**YOUR OBJECTIVE:** Search the records for the word "exports" and pick out every line that has it.

**DATA FOR THIS EXERCISE:**
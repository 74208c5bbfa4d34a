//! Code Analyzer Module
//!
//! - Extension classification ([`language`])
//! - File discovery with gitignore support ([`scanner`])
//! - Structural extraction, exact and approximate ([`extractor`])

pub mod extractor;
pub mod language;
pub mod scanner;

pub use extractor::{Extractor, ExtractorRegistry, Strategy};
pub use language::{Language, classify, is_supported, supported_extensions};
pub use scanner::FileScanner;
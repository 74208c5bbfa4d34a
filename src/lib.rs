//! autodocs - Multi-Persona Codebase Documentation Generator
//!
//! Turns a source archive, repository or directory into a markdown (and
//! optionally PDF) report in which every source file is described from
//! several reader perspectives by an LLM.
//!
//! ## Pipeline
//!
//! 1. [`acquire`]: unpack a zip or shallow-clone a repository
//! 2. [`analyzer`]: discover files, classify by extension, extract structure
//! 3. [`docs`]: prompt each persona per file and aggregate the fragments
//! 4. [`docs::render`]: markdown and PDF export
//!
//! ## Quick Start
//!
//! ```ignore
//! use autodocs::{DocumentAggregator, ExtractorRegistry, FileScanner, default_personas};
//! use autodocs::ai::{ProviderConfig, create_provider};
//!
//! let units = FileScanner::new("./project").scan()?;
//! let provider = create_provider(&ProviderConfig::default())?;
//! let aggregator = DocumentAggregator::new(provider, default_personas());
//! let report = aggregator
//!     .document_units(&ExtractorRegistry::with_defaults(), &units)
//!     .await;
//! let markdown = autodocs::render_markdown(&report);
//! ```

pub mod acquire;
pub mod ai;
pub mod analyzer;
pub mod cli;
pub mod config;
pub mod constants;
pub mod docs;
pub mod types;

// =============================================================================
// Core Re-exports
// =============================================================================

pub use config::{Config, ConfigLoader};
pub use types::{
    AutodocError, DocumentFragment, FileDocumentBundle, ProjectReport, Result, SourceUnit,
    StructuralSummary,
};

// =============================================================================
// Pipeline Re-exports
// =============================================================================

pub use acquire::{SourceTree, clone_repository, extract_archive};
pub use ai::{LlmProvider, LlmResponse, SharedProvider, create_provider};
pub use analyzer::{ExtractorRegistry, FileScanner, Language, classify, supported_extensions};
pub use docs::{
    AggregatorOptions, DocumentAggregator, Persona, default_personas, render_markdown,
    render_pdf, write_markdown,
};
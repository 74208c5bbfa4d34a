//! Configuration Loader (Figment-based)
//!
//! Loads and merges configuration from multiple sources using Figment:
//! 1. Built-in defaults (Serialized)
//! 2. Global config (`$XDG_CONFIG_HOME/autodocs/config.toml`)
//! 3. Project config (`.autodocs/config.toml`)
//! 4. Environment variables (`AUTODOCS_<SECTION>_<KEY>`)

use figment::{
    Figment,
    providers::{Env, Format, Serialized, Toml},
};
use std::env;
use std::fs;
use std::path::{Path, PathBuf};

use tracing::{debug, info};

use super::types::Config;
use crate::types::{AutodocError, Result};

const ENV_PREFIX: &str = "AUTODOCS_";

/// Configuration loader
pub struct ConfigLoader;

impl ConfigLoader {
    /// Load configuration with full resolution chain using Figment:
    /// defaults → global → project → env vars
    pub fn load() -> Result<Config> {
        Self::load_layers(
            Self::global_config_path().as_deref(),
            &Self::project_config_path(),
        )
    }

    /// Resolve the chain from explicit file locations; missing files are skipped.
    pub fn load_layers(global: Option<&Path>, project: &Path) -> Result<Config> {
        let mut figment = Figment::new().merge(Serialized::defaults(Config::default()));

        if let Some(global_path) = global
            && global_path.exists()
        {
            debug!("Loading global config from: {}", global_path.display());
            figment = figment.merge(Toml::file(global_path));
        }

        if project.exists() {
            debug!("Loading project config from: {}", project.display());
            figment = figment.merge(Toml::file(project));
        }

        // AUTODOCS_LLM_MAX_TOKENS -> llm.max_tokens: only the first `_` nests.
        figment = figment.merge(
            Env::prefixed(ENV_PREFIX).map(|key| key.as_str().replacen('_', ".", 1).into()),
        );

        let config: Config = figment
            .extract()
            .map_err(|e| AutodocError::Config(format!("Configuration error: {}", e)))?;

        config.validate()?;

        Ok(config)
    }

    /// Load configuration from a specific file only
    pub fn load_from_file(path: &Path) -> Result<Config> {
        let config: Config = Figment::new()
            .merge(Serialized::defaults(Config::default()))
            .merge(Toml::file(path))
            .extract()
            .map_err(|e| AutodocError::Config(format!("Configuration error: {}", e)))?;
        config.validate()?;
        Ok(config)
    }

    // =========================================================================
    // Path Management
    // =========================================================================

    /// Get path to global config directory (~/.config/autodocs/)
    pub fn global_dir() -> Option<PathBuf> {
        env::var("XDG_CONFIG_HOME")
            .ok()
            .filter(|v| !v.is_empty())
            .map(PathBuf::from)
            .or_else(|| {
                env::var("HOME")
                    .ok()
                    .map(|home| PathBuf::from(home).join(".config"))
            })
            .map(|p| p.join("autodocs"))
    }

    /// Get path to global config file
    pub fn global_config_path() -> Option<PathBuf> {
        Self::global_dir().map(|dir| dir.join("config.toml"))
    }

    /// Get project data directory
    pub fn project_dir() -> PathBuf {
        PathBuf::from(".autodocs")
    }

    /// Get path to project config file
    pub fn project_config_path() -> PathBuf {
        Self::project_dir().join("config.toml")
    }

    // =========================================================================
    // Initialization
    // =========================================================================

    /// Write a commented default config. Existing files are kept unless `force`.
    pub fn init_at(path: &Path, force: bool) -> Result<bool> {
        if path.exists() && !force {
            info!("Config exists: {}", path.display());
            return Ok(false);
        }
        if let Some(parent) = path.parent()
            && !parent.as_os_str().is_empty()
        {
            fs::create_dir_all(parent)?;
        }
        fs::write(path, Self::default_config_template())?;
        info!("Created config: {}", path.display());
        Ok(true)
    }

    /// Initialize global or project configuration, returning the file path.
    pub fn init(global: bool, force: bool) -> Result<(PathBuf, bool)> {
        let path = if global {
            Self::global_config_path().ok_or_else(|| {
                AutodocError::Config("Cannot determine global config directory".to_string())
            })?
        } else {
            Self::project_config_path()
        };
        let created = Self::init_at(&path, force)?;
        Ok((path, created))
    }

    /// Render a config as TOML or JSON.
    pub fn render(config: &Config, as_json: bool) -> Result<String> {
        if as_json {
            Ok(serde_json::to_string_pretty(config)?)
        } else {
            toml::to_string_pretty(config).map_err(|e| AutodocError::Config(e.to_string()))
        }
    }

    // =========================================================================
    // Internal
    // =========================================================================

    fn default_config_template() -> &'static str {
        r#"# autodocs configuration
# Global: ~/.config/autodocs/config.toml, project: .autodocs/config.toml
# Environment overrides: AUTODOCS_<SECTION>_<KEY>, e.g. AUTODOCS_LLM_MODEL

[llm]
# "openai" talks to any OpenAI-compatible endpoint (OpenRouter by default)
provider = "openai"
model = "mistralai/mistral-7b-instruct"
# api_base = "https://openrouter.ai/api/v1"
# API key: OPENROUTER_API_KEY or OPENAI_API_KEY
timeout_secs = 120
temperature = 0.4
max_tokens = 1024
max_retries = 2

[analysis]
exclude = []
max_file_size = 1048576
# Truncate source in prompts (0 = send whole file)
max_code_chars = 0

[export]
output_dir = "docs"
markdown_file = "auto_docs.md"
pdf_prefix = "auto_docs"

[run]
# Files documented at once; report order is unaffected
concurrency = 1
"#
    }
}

**ANSWER TO THIS TASK:**
// Core Re-exports
// Pipeline Re-exports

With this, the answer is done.